> To do:
Retype the records in full, exactly as they stand.

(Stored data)
[Start of Attachment]

//! # formbind-fields
//!
//! Field binders tying declarative [`FieldConfig`]s to shared form state.
//!
//! This crate provides:
//! - One binder per widget family: text, autocomplete, chip group, radio
//!   group, switch, and date/time pickers
//! - A uniform [`FieldHandle`] surface over every binder
//! - A [`FormCoordinator`] for whole-form validation and teardown
//!
//! Binders never own form state. A rendering surface hands them a fresh
//! [`formbind_core::FormState`] snapshot per call and receives writes through
//! the [`formbind_core::UpdateForm`] collaborator.
//!
//! ## Quick Start
//!
//! ```rust
//! use formbind_core::{FormState, NoValidation, OptionConfig};
//! use formbind_fields::{AutocompleteBinder, FieldConfig};
//! use serde_json::json;
//!
//! let config = FieldConfig::new("subscription.plan")
//!     .options(vec![
//!         json!({"id": "basic", "name": "Basic"}),
//!         json!({"id": "pro", "name": "Pro"}),
//!     ])
//!     .option_config(OptionConfig::new().value("id").label("name"));
//!
//! let mut binder = AutocompleteBinder::new(config, Box::new(NoValidation)).unwrap();
//! let mut form = FormState::new();
//!
//! // Selecting an option commits its resolved value, not the record.
//! binder.on_change(json!({"id": "pro", "name": "Pro"}), &mut form);
//! assert_eq!(form.get("subscription.plan"), Some(&json!("pro")));
//!
//! // On reload, the stored value alone still resolves its label.
//! assert_eq!(binder.option_label(&json!("pro")), "Pro");
//! ```

mod autocomplete;
mod chip_group;
mod config;
mod handle;
mod picker;
mod radio_group;
mod switch;
mod text;

pub use autocomplete::AutocompleteBinder;
pub use chip_group::ChipGroupBinder;
pub use config::FieldConfig;
pub use handle::{FieldHandle, FormCoordinator};
pub use picker::{PickerBinder, PickerInput, PickerKind};
pub use radio_group::RadioGroupBinder;
pub use switch::SwitchBinder;
pub use text::TextFieldBinder;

[End of Attachment]

> Answer to this exercise:
//! # formbind-fields
//!
//! Field binders tying declarative [`FieldConfig`]s to shared form state.
//!
//! This crate provides:
//! - One binder per widget family: text, autocomplete, chip group, radio
//!   group, switch, and date/time pickers
//! - A uniform [`FieldHandle`] surface over every binder
//! - A [`FormCoordinator`] for whole-form validation and teardown
//!
//! Binders never own form state. A rendering surface hands them a fresh
//! [`formbind_core::FormState`] snapshot per call and receives writes through
//! the [`formbind_core::UpdateForm`] collaborator.
//!
//! ## Quick Start
//!
//! ```rust
//! use formbind_core::{FormState, NoValidation, OptionConfig};
//! use formbind_fields::{AutocompleteBinder, FieldConfig};
//! use serde_json::json;
//!
//! let config = FieldConfig::new("subscription.plan")
//!     .options(vec![
//!         json!({"id": "basic", "name": "Basic"}),
//!         json!({"id": "pro", "name": "Pro"}),
//!     ])
//!     .option_config(OptionConfig::new().value("id").label("name"));
//!
//! let mut binder = AutocompleteBinder::new(config, Box::new(NoValidation)).unwrap();
//! let mut form = FormState::new();
//!
//! // Selecting an option commits its resolved value, not the record.
//! binder.on_change(json!({"id": "pro", "name": "Pro"}), &mut form);
//! assert_eq!(form.get("subscription.plan"), Some(&json!("pro")));
//!
//! // On reload, the stored value alone still resolves its label.
//! assert_eq!(binder.option_label(&json!("pro")), "Pro");
//! ```

mod autocomplete;
mod chip_group;
mod config;
mod handle;
mod picker;
mod radio_group;
mod switch;
mod text;

pub use autocomplete::AutocompleteBinder;
pub use chip_group::ChipGroupBinder;
pub use config::FieldConfig;
pub use handle::{FieldHandle, FormCoordinator};
pub use picker::{PickerBinder, PickerInput, PickerKind};
pub use radio_group::RadioGroupBinder;
pub use switch::SwitchBinder;
pub use text::TextFieldBinder;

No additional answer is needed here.